What Makes It Unique The most technically distinctive element is yanshi, the project’s custom C++ FSA compiler that generates finite state automata capable of approximating context-free grammar recognition. This allows SafeLine to detect attack payloads embedded within complex nested structures — like SQL injections hidden inside JSON, Base64, or XML encoding — that signature-based WAFs miss because they cannot model the compositional structure of encoded attack vectors. The result is the unusually low 0.07% false positive rate at detection coverage that exceeds ModSecurity’s level-1 ruleset. Additionally, the MCP server integration is a genuinely forward-looking addition that positions SafeLine for AI-driven security operations — a pattern that commercial WAF vendors have not yet standardized.
Self-Hosting
SafeLine is released under the GNU General Public License v3.0. The GPL-3.0 is a strong copyleft license: you can use, modify, and distribute SafeLine freely, including in commercial environments, but if you distribute modified versions of the software you must release those modifications under the same GPL-3.0 terms. For most self-hosting scenarios — running SafeLine internally to protect your own web applications — copyleft obligations are not triggered, since you are not distributing the software to third parties. If you build a managed WAF service using SafeLine and distribute it to customers, you would need to make source modifications available.
Running SafeLine yourself requires Docker and Docker Compose as the minimum baseline. The full production stack deploys seven containers (management, detector, tengine edge proxy, luigi task scheduler, fvm bytecode runtime, chaos bot-challenge service, and PostgreSQL) across a private Docker bridge network. You are responsible for keeping containers updated as new releases ship (approximately every 2-3 weeks), managing the PostgreSQL database backups, provisioning TLS certificates, and monitoring service health. The commits_per_month metric from the GitHub API currently reports 0 (the repository uses tagged releases rather than frequent branch commits), but the release history shows consistent active development with over 100 releases since 2023 and the latest version released in June 2026.
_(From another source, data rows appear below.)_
/// Handle `list_yoga_poses` tool - list yoga poses with optional filters
///
/// # Parameters
/// - `category`: Filter by category (standing, seated, supine, prone, inversion, balance, twist) (optional)
/// - `difficulty`: Filter by difficulty (beginner, intermediate, advanced) (optional)
/// - `pose_type`: Filter by type (stretch, strength, balance, relaxation, breathing) (optional)
/// - `recovery_context`: Filter by recovery context (optional)
/// - `limit`: Maximum number of results (optional, default: 50)
/// - `offset`: Results offset for pagination (optional, default: 0)
///
/// # Returns
/// JSON object with array of yoga poses and metadata
///
/// # Errors
/// Returns `ProtocolError` if database query fails
#[must_use]
pub fn handle_list_yoga_poses(
    executor: &UniversalToolExecutor,
    request: UniversalRequest,
) -> Pin<Box<dyn Future<Output = Result<UniversalResponse, ProtocolError>> + Send + '_>> {
    Box::pin(async move {
        if let Some(token) = &request.cancellation_token {
            if token.is_cancelled().await {
                return Err(ProtocolError::OperationCancelled(
                    "list_yoga_poses cancelled".to_owned(),
                ));
            }
        }

        let category = request
            .parameters
            .get("category")
            .and_then(Value::as_str)
            .map(YogaCategory::parse);

        let difficulty = request
            .parameters
            .get("difficulty")
            .and_then(Value::as_str)
            .map(DifficultyLevel::parse);

        let pose_type = request
            .parameters
            .get("pose_type")
            .and_then(Value::as_str)
            .map(YogaPoseType::parse);

        let recovery_context = request
            .parameters
            .get("recovery_context")
            .and_then(Value::as_str)
            .map(ToOwned::to_owned);

        // Safe: capped to 100, fits in u32
        #[allow(clippy::cast_possible_truncation)]
        let limit = request
            .parameters
            .get("limit")
            .and_then(Value::as_u64)
            .map(|l| l.min(100) as u32);

        // Safe: pagination offset, reasonable values fit in u32
        #[allow(clippy::cast_possible_truncation)]
        let offset = request
            .parameters
            .get("offset")
            .and_then(Value::as_u64)
            .map(|o| o as u32);

        let filter = ListYogaFilter {
            category,
            difficulty,
            pose_type,
            muscle_group: None,
            activity_type: None,
            recovery_context,
            limit,
            offset,
        };

        let pool = executor
            .resources
            .database
            .sqlite_pool()
            .ok_or_else(|| ProtocolError::InternalError("SQLite database required".to_owned()))?
            .clone();
        let manager = MobilityManager::new(pool);
        let poses = manager
            .list_yoga_poses(&filter)
            .await
            .map_err(|e| ProtocolError::InternalError(format!("Database error: {e}")))?;

        let poses_json: Vec<Value> = poses
            .iter()
            .map(|p| {
                json!({
                    "id": p.id,
                    "english_name": p.english_name,
                    "sanskrit_name": p.sanskrit_name,
                    "description": p.description,
                    "category": p.category.as_str(),
                    "difficulty": p.difficulty.as_str(),
                    "pose_type": p.pose_type.as_str(),
                    "primary_muscles": p.primary_muscles,
                    "hold_duration_seconds": p.hold_duration_seconds,
                })
            })
            .collect();

        Ok(UniversalResponse {
            success: true,
            result: Some(json!({
                "poses": poses_json,
                "count": poses_json.len(),
                "timestamp": Utc::now().to_rfc3339(),
            })),
            error: None,
            metadata: None,
        })
    })
}

/// Handle `get_yoga_pose` tool - get a specific yoga pose by ID
///
/// # Parameters
/// - `id`: Pose ID (required)
///
/// # Returns
/// JSON object with full pose details
///
/// # Errors
/// Returns `ProtocolError` if pose not found or ID missing
#[must_use]
pub fn handle_get_yoga_pose(
    executor: &UniversalToolExecutor,
    request: UniversalRequest,
) -> Pin<Box<dyn Future<Output = Result<UniversalResponse, ProtocolError>> + Send + '_>> {
    Box::pin(async move {
        let id = request
            .parameters
            .get("id")
            .and_then(Value::as_str)
            .ok_or_else(|| ProtocolError::InvalidParameters("id is required".to_owned()))?;

        let pool = executor
            .resources
            .database
            .sqlite_pool()
            .ok_or_else(|| ProtocolError::InternalError("SQLite database required".to_owned()))?
            .clone();
        let manager = MobilityManager::new(pool);
        let pose_opt = manager
            .get_yoga_pose(id)
            .await
            .map_err(|e| ProtocolError::InternalError(format!("Database error: {e}")))?;

        let Some(pose) = pose_opt else {
            return Ok(UniversalResponse {
                success: false,
                result: None,
                error: Some(format!("Yoga pose not found: {id}")),
                metadata: None,
            });
        };

        Ok(UniversalResponse {
            success: true,
            result: Some(json!({
                "id": pose.id,
                "english_name": pose.english_name,
                "sanskrit_name": pose.sanskrit_name,
                "description": pose.description,
                "benefits": pose.benefits,
                "category": pose.category.as_str(),
                "difficulty": pose.difficulty.as_str(),
                "pose_type": pose.pose_type.as_str(),
                "primary_muscles": pose.primary_muscles,
                "secondary_muscles": pose.secondary_muscles,
                "chakras": pose.chakras,
                "hold_duration_seconds": pose.hold_duration_seconds,
                "breath_guidance": pose.breath_guidance,
                "recommended_for_activities": pose.recommended_for_activities,
                "recommended_for_recovery": pose.recommended_for_recovery,
                "contraindications": pose.contraindications,
                "instructions": pose.instructions,
                "modifications": pose.modifications,
                "progressions": pose.progressions,
                "cues": pose.cues,
                "warmup_poses": pose.warmup_poses,
                "followup_poses": pose.followup_poses,
                "image_url": pose.image_url,
                "video_url": pose.video_url,
            })),
            error: None,
            metadata: None,
        })
    })
}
SafeLine CE is the community edition — the version available in this repository. The project references Pro and Lite editions with additional capabilities including advanced traffic analysis dashboards, higher application limits, JA4 enhanced intelligence, dark theme for analytics, and expanded SSO user seat counts. These tiers appear to be available through the vendor’s managed offering. As a self-hoster on CE, you get the full detection engine and core WAF features but without the additional analytics depth, cluster/HA management tooling, and support SLAs that a paid managed tier would include. The Discord community and GitHub issues are the primary support channels for self-hosted deployments.